Task details >>
Determine how many lines of the entries that follow contain "chef", and respond with that number alone.

Dataset >>
== Segment start ==
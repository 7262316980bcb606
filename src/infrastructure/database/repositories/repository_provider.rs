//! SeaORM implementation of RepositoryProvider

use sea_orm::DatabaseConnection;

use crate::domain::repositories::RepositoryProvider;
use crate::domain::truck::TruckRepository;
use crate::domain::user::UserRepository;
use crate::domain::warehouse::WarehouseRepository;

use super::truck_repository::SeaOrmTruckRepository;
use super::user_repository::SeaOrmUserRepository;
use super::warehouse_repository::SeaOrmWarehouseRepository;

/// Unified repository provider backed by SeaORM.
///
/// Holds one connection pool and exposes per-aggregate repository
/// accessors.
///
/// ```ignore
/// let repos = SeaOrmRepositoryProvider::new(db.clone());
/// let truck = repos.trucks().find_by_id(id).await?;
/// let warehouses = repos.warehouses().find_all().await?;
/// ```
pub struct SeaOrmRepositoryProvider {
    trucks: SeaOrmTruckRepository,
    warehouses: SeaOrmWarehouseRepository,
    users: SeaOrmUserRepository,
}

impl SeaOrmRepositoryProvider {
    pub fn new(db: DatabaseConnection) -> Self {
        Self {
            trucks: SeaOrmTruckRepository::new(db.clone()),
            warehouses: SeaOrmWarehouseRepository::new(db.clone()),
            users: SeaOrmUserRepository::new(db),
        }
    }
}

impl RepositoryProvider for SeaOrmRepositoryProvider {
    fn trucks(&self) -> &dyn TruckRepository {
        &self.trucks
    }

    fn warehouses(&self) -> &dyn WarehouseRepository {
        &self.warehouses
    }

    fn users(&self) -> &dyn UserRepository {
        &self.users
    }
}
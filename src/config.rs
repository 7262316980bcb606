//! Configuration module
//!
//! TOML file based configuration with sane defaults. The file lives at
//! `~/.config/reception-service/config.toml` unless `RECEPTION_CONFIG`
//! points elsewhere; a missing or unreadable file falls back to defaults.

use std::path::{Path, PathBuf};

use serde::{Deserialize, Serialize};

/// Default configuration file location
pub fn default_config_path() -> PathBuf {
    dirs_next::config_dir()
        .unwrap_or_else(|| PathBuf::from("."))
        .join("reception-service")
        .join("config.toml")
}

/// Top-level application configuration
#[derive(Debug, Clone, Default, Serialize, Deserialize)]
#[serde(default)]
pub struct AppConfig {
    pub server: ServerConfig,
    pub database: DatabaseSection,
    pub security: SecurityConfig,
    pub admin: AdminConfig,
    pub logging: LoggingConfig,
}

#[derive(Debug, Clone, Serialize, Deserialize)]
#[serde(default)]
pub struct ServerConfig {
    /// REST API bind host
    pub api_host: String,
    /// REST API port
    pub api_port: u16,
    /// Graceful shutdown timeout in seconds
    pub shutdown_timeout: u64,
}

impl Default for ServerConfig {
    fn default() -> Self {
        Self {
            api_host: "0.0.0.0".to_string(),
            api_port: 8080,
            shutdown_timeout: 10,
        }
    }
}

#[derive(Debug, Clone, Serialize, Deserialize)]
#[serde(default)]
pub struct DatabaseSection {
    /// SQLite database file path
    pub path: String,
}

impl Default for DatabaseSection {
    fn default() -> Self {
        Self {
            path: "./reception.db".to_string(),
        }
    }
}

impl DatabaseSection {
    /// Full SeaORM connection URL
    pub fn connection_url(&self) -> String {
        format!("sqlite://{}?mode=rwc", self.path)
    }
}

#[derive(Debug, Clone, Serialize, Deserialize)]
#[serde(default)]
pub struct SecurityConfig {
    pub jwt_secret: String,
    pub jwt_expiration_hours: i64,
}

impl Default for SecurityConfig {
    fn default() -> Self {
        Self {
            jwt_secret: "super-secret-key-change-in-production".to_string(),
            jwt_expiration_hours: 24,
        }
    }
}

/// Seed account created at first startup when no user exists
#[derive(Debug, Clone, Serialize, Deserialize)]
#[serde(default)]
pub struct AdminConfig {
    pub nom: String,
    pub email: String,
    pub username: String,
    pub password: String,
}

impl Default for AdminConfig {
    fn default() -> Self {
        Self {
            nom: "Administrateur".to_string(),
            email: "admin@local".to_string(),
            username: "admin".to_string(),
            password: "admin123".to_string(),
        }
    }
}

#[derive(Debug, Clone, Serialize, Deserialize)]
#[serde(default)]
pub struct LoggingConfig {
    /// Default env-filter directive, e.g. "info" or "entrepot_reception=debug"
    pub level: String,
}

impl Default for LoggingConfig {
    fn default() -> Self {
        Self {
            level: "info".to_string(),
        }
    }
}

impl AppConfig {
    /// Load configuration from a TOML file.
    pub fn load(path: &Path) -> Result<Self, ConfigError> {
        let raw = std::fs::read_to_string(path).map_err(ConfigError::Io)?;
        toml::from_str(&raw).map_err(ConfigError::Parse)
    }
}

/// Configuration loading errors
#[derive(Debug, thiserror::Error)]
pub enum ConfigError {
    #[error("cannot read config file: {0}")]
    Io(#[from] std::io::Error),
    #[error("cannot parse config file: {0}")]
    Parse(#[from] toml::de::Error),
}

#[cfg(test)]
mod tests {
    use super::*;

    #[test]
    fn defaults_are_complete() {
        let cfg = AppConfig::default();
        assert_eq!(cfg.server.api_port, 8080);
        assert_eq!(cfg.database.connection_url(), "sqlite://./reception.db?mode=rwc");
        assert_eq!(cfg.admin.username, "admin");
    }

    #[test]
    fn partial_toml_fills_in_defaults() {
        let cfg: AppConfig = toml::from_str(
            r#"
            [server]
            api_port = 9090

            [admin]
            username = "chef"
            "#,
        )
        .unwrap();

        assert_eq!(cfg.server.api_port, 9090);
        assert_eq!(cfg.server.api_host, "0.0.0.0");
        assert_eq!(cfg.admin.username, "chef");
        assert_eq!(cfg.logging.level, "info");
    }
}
== Segment end ==
== Segment start ==
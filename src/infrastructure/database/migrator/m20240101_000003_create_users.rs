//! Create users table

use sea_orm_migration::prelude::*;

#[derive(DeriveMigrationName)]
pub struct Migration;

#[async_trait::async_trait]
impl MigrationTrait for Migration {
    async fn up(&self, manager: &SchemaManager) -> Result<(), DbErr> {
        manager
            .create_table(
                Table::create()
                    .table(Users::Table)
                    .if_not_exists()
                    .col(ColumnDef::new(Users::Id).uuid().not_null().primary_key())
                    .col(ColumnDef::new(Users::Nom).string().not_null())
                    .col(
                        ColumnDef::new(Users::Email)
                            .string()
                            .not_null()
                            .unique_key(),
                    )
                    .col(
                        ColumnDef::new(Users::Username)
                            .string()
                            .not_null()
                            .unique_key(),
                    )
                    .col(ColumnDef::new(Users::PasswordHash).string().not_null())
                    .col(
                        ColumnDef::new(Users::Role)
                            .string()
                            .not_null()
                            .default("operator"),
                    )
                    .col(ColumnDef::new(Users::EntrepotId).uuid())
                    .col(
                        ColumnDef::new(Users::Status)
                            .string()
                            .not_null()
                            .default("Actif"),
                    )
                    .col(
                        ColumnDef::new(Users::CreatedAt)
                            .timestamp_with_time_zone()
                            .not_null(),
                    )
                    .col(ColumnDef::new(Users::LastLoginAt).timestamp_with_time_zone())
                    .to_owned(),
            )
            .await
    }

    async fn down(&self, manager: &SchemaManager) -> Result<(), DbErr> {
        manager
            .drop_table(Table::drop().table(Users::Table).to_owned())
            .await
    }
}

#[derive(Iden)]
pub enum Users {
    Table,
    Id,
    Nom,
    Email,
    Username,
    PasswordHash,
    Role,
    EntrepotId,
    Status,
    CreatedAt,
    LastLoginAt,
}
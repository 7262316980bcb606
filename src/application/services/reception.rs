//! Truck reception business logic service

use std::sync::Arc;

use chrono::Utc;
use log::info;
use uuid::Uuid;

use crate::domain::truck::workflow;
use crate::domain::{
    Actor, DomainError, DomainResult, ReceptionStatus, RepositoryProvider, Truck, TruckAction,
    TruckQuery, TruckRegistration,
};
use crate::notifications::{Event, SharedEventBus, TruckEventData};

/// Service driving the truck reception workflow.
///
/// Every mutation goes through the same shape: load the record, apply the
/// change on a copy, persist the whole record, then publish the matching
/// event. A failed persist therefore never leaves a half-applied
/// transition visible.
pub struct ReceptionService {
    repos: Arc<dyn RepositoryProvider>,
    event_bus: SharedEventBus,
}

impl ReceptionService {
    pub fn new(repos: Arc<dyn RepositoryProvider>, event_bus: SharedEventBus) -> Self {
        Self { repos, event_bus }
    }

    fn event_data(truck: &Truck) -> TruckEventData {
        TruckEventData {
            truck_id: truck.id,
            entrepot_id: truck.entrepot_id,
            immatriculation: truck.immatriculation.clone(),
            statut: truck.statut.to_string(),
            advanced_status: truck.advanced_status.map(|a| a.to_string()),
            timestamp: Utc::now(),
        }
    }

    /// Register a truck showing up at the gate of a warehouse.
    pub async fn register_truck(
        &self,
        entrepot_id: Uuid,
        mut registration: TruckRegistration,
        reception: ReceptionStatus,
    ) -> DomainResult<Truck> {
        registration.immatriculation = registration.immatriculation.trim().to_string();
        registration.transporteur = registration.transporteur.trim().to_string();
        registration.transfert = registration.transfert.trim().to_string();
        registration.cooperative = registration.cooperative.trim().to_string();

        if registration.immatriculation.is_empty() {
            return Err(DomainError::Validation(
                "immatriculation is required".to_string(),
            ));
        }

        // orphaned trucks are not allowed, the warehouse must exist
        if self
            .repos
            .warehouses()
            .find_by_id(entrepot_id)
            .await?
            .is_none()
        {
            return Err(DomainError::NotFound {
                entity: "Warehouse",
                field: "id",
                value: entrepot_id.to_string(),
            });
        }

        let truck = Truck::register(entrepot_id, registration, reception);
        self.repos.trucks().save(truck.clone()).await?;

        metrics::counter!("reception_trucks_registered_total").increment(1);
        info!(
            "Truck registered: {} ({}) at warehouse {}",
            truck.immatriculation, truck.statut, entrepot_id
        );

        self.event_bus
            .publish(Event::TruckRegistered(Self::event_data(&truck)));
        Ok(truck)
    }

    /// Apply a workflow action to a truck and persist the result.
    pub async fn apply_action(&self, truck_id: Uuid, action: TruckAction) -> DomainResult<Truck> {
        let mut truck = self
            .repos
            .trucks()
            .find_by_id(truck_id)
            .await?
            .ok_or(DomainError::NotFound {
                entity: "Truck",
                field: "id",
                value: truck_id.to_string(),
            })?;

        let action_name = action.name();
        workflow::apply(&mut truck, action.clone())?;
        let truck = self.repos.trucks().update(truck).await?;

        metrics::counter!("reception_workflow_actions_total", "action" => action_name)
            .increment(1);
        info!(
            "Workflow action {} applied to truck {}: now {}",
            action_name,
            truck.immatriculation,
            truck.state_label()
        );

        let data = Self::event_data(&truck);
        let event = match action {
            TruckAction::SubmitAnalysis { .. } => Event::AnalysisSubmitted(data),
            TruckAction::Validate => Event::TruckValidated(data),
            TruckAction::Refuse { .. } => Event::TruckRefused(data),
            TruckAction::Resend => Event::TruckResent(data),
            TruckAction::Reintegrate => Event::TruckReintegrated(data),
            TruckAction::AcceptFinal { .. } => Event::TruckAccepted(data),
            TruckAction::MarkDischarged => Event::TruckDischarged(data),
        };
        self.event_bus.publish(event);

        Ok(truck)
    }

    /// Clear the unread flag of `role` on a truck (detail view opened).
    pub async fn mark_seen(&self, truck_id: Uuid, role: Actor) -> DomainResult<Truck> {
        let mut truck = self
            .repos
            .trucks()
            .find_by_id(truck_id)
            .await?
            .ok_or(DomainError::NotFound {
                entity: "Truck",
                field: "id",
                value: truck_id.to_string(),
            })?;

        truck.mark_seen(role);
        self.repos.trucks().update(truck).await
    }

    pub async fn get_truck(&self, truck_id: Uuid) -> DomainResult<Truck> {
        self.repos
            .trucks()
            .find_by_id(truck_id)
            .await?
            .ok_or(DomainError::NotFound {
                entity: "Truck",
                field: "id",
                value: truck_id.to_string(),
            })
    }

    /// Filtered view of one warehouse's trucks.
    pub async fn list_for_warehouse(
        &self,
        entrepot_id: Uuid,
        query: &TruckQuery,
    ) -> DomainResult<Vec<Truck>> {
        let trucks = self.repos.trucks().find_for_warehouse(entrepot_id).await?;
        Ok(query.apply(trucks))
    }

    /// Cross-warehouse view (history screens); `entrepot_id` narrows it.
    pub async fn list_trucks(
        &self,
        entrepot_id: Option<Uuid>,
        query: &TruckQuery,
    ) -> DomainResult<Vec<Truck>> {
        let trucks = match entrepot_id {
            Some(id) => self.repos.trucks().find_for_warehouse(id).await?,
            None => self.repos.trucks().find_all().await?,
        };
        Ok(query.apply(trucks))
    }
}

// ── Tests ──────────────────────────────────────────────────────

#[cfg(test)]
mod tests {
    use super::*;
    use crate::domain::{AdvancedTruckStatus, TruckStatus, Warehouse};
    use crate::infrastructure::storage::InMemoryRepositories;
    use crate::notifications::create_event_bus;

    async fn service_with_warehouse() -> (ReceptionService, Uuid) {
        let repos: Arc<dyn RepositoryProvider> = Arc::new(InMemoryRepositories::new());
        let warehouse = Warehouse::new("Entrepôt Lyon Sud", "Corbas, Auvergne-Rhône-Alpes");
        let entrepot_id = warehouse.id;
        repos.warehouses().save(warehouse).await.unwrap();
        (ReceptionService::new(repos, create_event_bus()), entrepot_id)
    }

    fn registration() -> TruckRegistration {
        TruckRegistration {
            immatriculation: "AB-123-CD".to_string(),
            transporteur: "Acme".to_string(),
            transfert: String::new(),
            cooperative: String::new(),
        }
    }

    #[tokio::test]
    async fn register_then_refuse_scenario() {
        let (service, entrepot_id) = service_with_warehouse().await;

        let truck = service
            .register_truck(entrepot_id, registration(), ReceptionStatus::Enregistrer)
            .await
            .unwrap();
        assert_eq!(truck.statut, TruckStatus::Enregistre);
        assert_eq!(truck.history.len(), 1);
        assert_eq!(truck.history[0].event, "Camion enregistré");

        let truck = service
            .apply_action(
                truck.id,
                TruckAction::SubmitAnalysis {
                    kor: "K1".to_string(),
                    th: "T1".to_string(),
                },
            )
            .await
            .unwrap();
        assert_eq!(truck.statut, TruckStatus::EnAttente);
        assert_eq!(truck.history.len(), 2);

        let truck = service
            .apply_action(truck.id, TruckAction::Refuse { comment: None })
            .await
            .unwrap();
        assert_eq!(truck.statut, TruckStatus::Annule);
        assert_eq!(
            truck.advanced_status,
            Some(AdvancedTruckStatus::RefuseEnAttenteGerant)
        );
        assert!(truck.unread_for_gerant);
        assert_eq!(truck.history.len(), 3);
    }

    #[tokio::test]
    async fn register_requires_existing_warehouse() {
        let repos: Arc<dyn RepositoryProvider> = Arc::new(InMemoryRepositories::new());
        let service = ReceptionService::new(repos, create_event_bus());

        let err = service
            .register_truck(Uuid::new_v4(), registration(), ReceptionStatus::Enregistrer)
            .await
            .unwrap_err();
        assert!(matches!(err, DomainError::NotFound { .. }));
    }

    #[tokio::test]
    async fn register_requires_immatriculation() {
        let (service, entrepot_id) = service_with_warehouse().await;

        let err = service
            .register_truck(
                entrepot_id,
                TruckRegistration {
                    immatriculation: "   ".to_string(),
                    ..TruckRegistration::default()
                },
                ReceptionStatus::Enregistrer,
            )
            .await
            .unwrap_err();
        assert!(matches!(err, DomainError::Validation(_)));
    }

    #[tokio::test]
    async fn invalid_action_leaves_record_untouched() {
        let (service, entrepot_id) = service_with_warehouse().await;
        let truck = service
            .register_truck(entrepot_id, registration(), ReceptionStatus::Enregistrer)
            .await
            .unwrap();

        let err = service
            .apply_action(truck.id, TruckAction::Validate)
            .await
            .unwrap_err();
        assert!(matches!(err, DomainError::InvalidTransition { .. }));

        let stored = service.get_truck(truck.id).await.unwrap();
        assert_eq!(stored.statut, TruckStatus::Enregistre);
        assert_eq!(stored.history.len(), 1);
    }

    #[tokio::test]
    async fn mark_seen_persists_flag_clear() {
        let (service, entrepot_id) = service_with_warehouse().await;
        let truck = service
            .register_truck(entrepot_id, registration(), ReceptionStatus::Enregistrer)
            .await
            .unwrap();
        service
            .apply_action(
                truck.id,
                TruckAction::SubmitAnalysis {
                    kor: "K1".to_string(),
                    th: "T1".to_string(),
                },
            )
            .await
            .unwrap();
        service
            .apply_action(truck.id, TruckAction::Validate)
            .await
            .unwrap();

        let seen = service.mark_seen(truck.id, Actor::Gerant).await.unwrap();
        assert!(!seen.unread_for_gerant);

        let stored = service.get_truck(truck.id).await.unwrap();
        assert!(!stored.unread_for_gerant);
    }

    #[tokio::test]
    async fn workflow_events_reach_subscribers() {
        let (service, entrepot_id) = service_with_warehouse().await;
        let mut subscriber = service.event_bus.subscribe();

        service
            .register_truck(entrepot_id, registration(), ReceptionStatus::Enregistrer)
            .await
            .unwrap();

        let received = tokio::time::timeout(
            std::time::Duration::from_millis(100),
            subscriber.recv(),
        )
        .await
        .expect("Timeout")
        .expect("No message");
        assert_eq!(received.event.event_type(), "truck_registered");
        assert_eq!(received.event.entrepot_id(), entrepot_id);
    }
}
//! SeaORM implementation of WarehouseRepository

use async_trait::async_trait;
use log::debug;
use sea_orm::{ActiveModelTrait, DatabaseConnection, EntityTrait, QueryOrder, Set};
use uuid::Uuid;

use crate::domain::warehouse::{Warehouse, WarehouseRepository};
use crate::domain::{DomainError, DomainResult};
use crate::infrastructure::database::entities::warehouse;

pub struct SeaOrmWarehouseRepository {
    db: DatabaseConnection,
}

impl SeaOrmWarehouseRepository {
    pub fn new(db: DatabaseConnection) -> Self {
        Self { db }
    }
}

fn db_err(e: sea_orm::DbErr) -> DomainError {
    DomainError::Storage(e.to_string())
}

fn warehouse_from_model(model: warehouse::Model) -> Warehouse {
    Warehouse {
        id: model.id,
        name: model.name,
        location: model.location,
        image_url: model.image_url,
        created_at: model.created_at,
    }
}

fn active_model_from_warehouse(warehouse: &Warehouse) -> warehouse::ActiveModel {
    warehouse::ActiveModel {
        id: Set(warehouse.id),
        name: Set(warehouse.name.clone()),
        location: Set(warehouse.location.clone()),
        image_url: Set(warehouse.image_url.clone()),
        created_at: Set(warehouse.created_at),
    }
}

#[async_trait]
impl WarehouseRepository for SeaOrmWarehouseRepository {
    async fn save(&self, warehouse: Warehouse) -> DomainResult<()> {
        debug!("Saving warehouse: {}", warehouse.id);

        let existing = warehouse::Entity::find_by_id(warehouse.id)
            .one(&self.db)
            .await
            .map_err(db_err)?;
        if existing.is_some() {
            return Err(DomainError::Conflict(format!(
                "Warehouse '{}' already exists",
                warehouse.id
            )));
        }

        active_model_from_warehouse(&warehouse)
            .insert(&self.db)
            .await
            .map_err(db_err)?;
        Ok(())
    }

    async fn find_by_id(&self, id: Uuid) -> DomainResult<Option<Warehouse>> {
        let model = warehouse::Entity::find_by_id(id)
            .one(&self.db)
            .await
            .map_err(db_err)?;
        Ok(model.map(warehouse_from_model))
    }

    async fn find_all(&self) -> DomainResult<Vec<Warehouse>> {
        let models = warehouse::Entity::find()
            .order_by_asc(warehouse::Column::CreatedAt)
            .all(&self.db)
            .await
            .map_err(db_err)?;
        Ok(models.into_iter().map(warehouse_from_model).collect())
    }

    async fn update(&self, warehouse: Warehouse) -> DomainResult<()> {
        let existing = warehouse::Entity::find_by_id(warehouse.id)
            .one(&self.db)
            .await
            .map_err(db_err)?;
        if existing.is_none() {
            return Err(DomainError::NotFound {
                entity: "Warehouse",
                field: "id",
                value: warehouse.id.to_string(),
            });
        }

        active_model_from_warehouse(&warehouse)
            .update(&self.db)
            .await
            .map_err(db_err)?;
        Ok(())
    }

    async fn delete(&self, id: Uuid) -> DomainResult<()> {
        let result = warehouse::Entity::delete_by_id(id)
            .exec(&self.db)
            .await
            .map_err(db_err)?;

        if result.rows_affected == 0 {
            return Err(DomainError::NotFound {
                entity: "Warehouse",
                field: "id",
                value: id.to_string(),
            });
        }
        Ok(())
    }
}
== Segment end ==
Answer to the exercise >>
2